There was also the question of how to succeed at such a theft. He didn’t like his chances. If he couldn’t get away with a single candelabra, he wasn’t going to outsprint the horse with a heavy crate full of metal.
Which left him where?
He would have to follow Avery, of course. He had no choice but to stay near her cart. Should he try to explain the situation to her?
He groaned. Despite his failure with the smith, he should have approached Avery openly from the beginning. Now she would never trust him. She must have thought him odd and untrustworthy at best, and it might have been worse than that.He wasn’t sure what he’d said to her through the haze of pain earlier. Any story he told her now would seem like a ruse to get his hands on her wares.
He would have to trail behind her until the next town. Both Avery and her watch horse slept beside the cart on the road, but Avery had disappeared into the inn at Henton. When she next reached a town, surely she would rent a room and put her horse in the stables. That would provide him an opportunity to access her cart.
In the worse case scenario, he would just have to wait until she sold the smith’s creations. If someone departed with the item Elliot was tied to, he would know almost immediately. And then he could offer to buy it off them for three times as much as they’d paid—even if it cost all the coin he had left.
He groaned. He’d seen a couple of items in Avery’s cart that had to be from Auldana, and she couldn’t have been there anytime recently. What if she didn’t sell his item for another three kingdoms?
His mother had celebrated that his tie to the portable candelabra allowed him to travel freely, but Elliot was sick and tired of roaming the kingdoms without friends, roots, or stability.

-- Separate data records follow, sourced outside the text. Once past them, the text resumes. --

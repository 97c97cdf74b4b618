//! Monitoring status routes.

use axum::extract::{Path, State};
use axum::routing::get;
use axum::{Json, Router};
use serde::Serialize;

use burstwatch_common::address::canonicalize;
use burstwatch_common::error::AppError;
use burstwatch_common::types::WalletState;

use crate::state::AppState;

pub fn router() -> Router<AppState> {
    Router::new()
        .route("/api/status", get(list_status))
        .route("/api/status/{address}", get(get_status))
}

/// A tracked address with its current burst state.
#[derive(Debug, Serialize)]
pub struct AddressStatus {
    pub address: String,
    pub label: String,
    /// `None` until the address has been observed by a tick.
    pub state: Option<WalletState>,
}

/// GET /api/status: Every tracked address with its wallet state.
async fn list_status(State(state): State<AppState>) -> Json<Vec<AddressStatus>> {
    let mut states = state.states.all();
    let statuses = state
        .registry
        .entries()
        .into_iter()
        .map(|entry| AddressStatus {
            state: states.remove(&entry.address),
            address: entry.address,
            label: entry.label,
        })
        .collect();
    Json(statuses)
}

/// GET /api/status/:address: State of a single tracked address.
async fn get_status(
    State(state): State<AppState>,
    Path(address): Path<String>,
) -> Result<Json<AddressStatus>, AppError> {
    let address = canonicalize(&address)?;
    let label = state
        .registry
        .label(&address)
        .ok_or_else(|| AppError::NotFound(format!("Address {} is not tracked", address)))?;

    Ok(Json(AddressStatus {
        state: state.states.get(&address),
        address,
        label,
    }))
}
//! Transaction source: the upstream that lists transactions and reports chain height.
//!
//! The production implementation talks to an Etherscan-compatible explorer
//! API. Explorer responses wrap everything in `{status, message, result}`
//! with numbers encoded as decimal strings; the height comes from the
//! `proxy` module as a JSON-RPC hex quantity.

use std::str::FromStr;

use alloy::primitives::U256;
use async_trait::async_trait;
use serde::Deserialize;

use burstwatch_common::address::normalize;
use burstwatch_common::error::AppError;
use burstwatch_common::types::Transaction;

/// Explorer message for an address without history; not an error.
const NO_TRANSACTIONS_MESSAGE: &str = "No transactions found";

/// Result ordering by block number.
#[derive(Debug, Clone, Copy, PartialEq, Eq)]
pub enum SortOrder {
    Asc,
    Desc,
}

impl SortOrder {
    pub fn as_str(&self) -> &'static str {
        match self {
            SortOrder::Asc => "asc",
            SortOrder::Desc => "desc",
        }
    }
}

/// Upstream provider of transaction history and chain height.
#[async_trait]
pub trait TransactionSource: Send + Sync {
    /// List one page of normal transactions touching `address`.
    async fn list_recent_transactions(
        &self,
        address: &str,
        page: u32,
        offset: u32,
        sort: SortOrder,
        api_key: &str,
    ) -> Result<Vec<Transaction>, AppError>;

    /// Current chain head block number.
    async fn current_height(&self, api_key: &str) -> Result<u64, AppError>;
}

#[derive(Debug, Deserialize)]
struct ExplorerResponse {
    status: String,
    message: String,
    result: serde_json::Value,
}

#[derive(Debug, Deserialize)]
#[serde(rename_all = "camelCase")]
struct ExplorerTx {
    hash: String,
    from: String,
    #[serde(default)]
    to: String,
    value: String,
    block_number: String,
    time_stamp: String,
    #[serde(default)]
    input: String,
}

impl TryFrom<ExplorerTx> for Transaction {
    type Error = AppError;

    fn try_from(tx: ExplorerTx) -> Result<Self, Self::Error> {
        let block_number = tx.block_number.parse().map_err(|_| {
            AppError::Upstream(format!("Invalid blockNumber {:?} in tx {}", tx.block_number, tx.hash))
        })?;
        let timestamp = tx.time_stamp.parse().map_err(|_| {
            AppError::Upstream(format!("Invalid timeStamp {:?} in tx {}", tx.time_stamp, tx.hash))
        })?;
        let value = U256::from_str(&tx.value).map_err(|_| {
            AppError::Upstream(format!("Invalid value {:?} in tx {}", tx.value, tx.hash))
        })?;

        Ok(Transaction {
            hash: tx.hash,
            from: normalize(&tx.from),
            to: (!tx.to.is_empty()).then(|| normalize(&tx.to)),
            value,
            block_number,
            timestamp,
            input: tx.input,
        })
    }
}

/// JSON-RPC style body of `module=proxy` calls. Rate-limit rejections come
/// back in the explorer envelope instead, with `result` holding the reason.
#[derive(Debug, Deserialize)]
struct ProxyResponse {
    #[serde(default)]
    result: Option<serde_json::Value>,
    #[serde(default)]
    error: Option<serde_json::Value>,
    #[serde(default)]
    message: Option<String>,
}

/// Parse a `0x`-prefixed hex quantity.
fn parse_hex_quantity(raw: &str) -> Option<u64> {
    let digits = raw.strip_prefix("0x").or_else(|| raw.strip_prefix("0X"))?;
    u64::from_str_radix(digits, 16).ok()
}

/// Etherscan-compatible HTTP explorer client.
#[derive(Debug, Clone)]
pub struct ExplorerSource {
    client: reqwest::Client,
    base_url: String,
}

impl ExplorerSource {
    pub fn new(base_url: impl Into<String>) -> Result<Self, AppError> {
        let client = reqwest::Client::builder()
            .build()
            .map_err(|e| AppError::Config(format!("Failed to build explorer client: {e}")))?;

        Ok(Self {
            client,
            base_url: base_url.into(),
        })
    }

    async fn get<T: serde::de::DeserializeOwned>(
        &self,
        params: &[(&str, &str)],
    ) -> Result<T, AppError> {
        let response = self
            .client
            .get(&self.base_url)
            .query(params)
            .send()
            .await
            .map_err(|e| AppError::Upstream(format!("Explorer request failed: {e}")))?;

        let status = response.status();
        if !status.is_success() {
            return Err(AppError::Upstream(format!(
                "Explorer returned HTTP {}",
                status.as_u16()
            )));
        }

        response
            .json()
            .await
            .map_err(|e| AppError::Upstream(format!("Explorer response decode failed: {e}")))
    }
}

#[async_trait]
impl TransactionSource for ExplorerSource {
    async fn list_recent_transactions(
        &self,
        address: &str,
        page: u32,
        offset: u32,
        sort: SortOrder,
        api_key: &str,
    ) -> Result<Vec<Transaction>, AppError> {
        let page = page.to_string();
        let offset = offset.to_string();
        let body: ExplorerResponse = self
            .get(&[
                ("module", "account"),
                ("action", "txlist"),
                ("address", address),
                ("startblock", "0"),
                ("endblock", "99999999"),
                ("page", &page),
                ("offset", &offset),
                ("sort", sort.as_str()),
                ("apikey", api_key),
            ])
            .await?;

        if body.status != "1" {
            if body.message.starts_with(NO_TRANSACTIONS_MESSAGE) {
                return Ok(Vec::new());
            }
            let reason = body
                .result
                .as_str()
                .map(str::to_string)
                .unwrap_or_else(|| body.result.to_string());
            return Err(AppError::Upstream(format!("{}: {}", body.message, reason)));
        }

        let txs: Vec<ExplorerTx> = serde_json::from_value(body.result)
            .map_err(|e| AppError::Upstream(format!("Unexpected txlist payload: {e}")))?;

        txs.into_iter().map(Transaction::try_from).collect()
    }

    async fn current_height(&self, api_key: &str) -> Result<u64, AppError> {
        let body: ProxyResponse = self
            .get(&[
                ("module", "proxy"),
                ("action", "eth_blockNumber"),
                ("apikey", api_key),
            ])
            .await?;

        if let Some(error) = body.error {
            return Err(AppError::Upstream(format!("eth_blockNumber failed: {error}")));
        }

        let raw = body
            .result
            .as_ref()
            .and_then(|v| v.as_str())
            .ok_or_else(|| AppError::Upstream("eth_blockNumber returned no result".to_string()))?;

        parse_hex_quantity(raw).ok_or_else(|| {
            AppError::Upstream(format!(
                "eth_blockNumber returned {:?}{}",
                raw,
                body.message
                    .map(|m| format!(" ({m})"))
                    .unwrap_or_default()
            ))
        })
    }
}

He was ready to settle down, and he’d selected the capital of Sovar as his future home. He’d been on his way there when the thieves had struck.
And now?—
He sat upright, his eyes flying open. Avery had said she was going to Bolivere. If he had to follow her, that meant…
He groaned. Of course she would be going to the one place in all six kingdoms he had determined never to visit.

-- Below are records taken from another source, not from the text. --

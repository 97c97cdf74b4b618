//! Liveness endpoint with a short monitoring summary.

use axum::extract::State;
use axum::routing::get;
use axum::{Json, Router};
use serde_json::json;

use crate::state::AppState;

pub fn router() -> Router<AppState> {
    Router::new().route("/health", get(health_check))
}

async fn health_check(State(state): State<AppState>) -> Json<serde_json::Value> {
    Json(json!({
        "status": "ok",
        "service": "burstwatch",
        "version": env!("CARGO_PKG_VERSION"),
        "tracked_addresses": state.registry.len(),
        "bursting": state.states.bursting().len()
    }))
}
//! Burst classifier - per-address `Idle`/`Bursting` state machine.
//!
//! A burst is three incoming transactions packed into consecutive blocks
//! (gaps of at most 3) that are still fresh relative to the chain head. A
//! burst ends once the address has been quiet for more than 20 blocks.
//!
//! The stop condition is measured in blocks, not wall-clock time. Two guards
//! suppress duplicate and flapping alerts at a 1s poll cadence:
//! - the top transaction hash is compared against the last alerting hash,
//! - no transition may follow another within 30 seconds.
//!
//! Once bursting, gap analysis is not reconsidered; only the quiet-period
//! stop condition can end the burst.

use burstwatch_common::types::{BurstTransition, Transaction, WalletState};

/// Number of newest transactions the classifier looks at.
pub const WINDOW_SIZE: usize = 3;

/// Maximum block gap between consecutive transactions of a burst.
const DEFAULT_MAX_GAP_BLOCKS: u64 = 3;

/// Maximum distance from the chain head for a burst to count as ongoing.
const DEFAULT_MAX_RECENCY_BLOCKS: u64 = 3;

/// Quiet blocks after which a burst is declared over (strictly greater).
const DEFAULT_QUIET_PERIOD_BLOCKS: u64 = 20;

/// Minimum dwell time between two transitions, in seconds.
const DEFAULT_HYSTERESIS_SECS: i64 = 30;

/// Thresholds for the burst state machine.
#[derive(Debug, Clone, Copy, PartialEq, Eq)]
pub struct BurstRules {
    pub max_gap_blocks: u64,
    pub max_recency_blocks: u64,
    pub quiet_period_blocks: u64,
    pub hysteresis_secs: i64,
}

impl Default for BurstRules {
    fn default() -> Self {
        Self {
            max_gap_blocks: DEFAULT_MAX_GAP_BLOCKS,
            max_recency_blocks: DEFAULT_MAX_RECENCY_BLOCKS,
            quiet_period_blocks: DEFAULT_QUIET_PERIOD_BLOCKS,
            hysteresis_secs: DEFAULT_HYSTERESIS_SECS,
        }
    }
}

/// Stateless classifier; all per-address state lives in [`WalletState`].
#[derive(Debug, Clone, Copy, Default)]
pub struct BurstClassifier {
    rules: BurstRules,
}

impl BurstClassifier {
    pub fn new(rules: BurstRules) -> Self {
        Self { rules }
    }

    pub fn rules(&self) -> &BurstRules {
        &self.rules
    }

    /// Classify the newest transactions of one address against a chain height snapshot.
    ///
    /// - `transactions`: incoming transactions, newest first; only the first
    ///   [`WINDOW_SIZE`] are considered
    /// - `chain_height`: the tick's frozen height
    /// - `now`: unix seconds, used for hysteresis
    ///
    /// Every field update for a transition happens before returning, so the
    /// state is never observed half-applied.
    pub fn classify(
        &self,
        state: &mut WalletState,
        transactions: &[Transaction],
        chain_height: u64,
        now: i64,
    ) -> BurstTransition {
        let window = &transactions[..transactions.len().min(WINDOW_SIZE)];

        let Some(top) = window.first() else {
            return BurstTransition::NoChange;
        };

        // While idle, the last alert was a stop (or nothing): the same hash must
        // not raise anything again. While bursting, the starting hash may still
        // end the burst once the address goes quiet.
        if !state.is_bursting && state.last_notified_hash.as_deref() == Some(top.hash.as_str()) {
            return BurstTransition::NoChange;
        }

        if now - state.last_state_change_time < self.rules.hysteresis_secs {
            return BurstTransition::NoChange;
        }

        let blocks_since_last_tx = chain_height.saturating_sub(top.block_number);

        if state.is_bursting {
            if blocks_since_last_tx > self.rules.quiet_period_blocks {
                Self::apply(state, top, false, now);
                return BurstTransition::BurstStopped;
            }
        } else if self.is_burst(window) && blocks_since_last_tx <= self.rules.max_recency_blocks {
            Self::apply(state, top, true, now);
            return BurstTransition::BurstStarted;
        }

        state.last_tx_block = top.block_number;
        BurstTransition::NoChange
    }

    /// Both consecutive gaps of a full window are within `max_gap_blocks`.
    fn is_burst(&self, window: &[Transaction]) -> bool {
        let [first, second, third] = window else {
            return false;
        };
        let g1 = first.block_number.saturating_sub(second.block_number);
        let g2 = second.block_number.saturating_sub(third.block_number);
        g1 <= self.rules.max_gap_blocks && g2 <= self.rules.max_gap_blocks
    }

    fn apply(state: &mut WalletState, top: &Transaction, bursting: bool, now: i64) {
        state.is_bursting = bursting;
        state.last_notified_hash = Some(top.hash.clone());
        state.last_tx_block = top.block_number;
        state.last_state_change_time = state.last_state_change_time.max(now);
    }
}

But it didn’t matter how much he didn’t want to go to Bolivere. He couldn’t be separated from the cart—especially now his symptoms had worsened. For all he knew, it was possible he would actually die if he got too far from it.
He eventually dozed against the tree trunk, but it was a restless sleep, and the night passed slowly. He was woken by the sound of Avery packing up camp, murmuring to her horse while she did so.
She checked the canvas over the cart suspiciously before setting out, but she seemed satisfied that the knots hadn’t been touched while she slept. He expected her to head straight for the road, but when she turned in his direction instead, he had to scramble back through the trees to stay out of sight.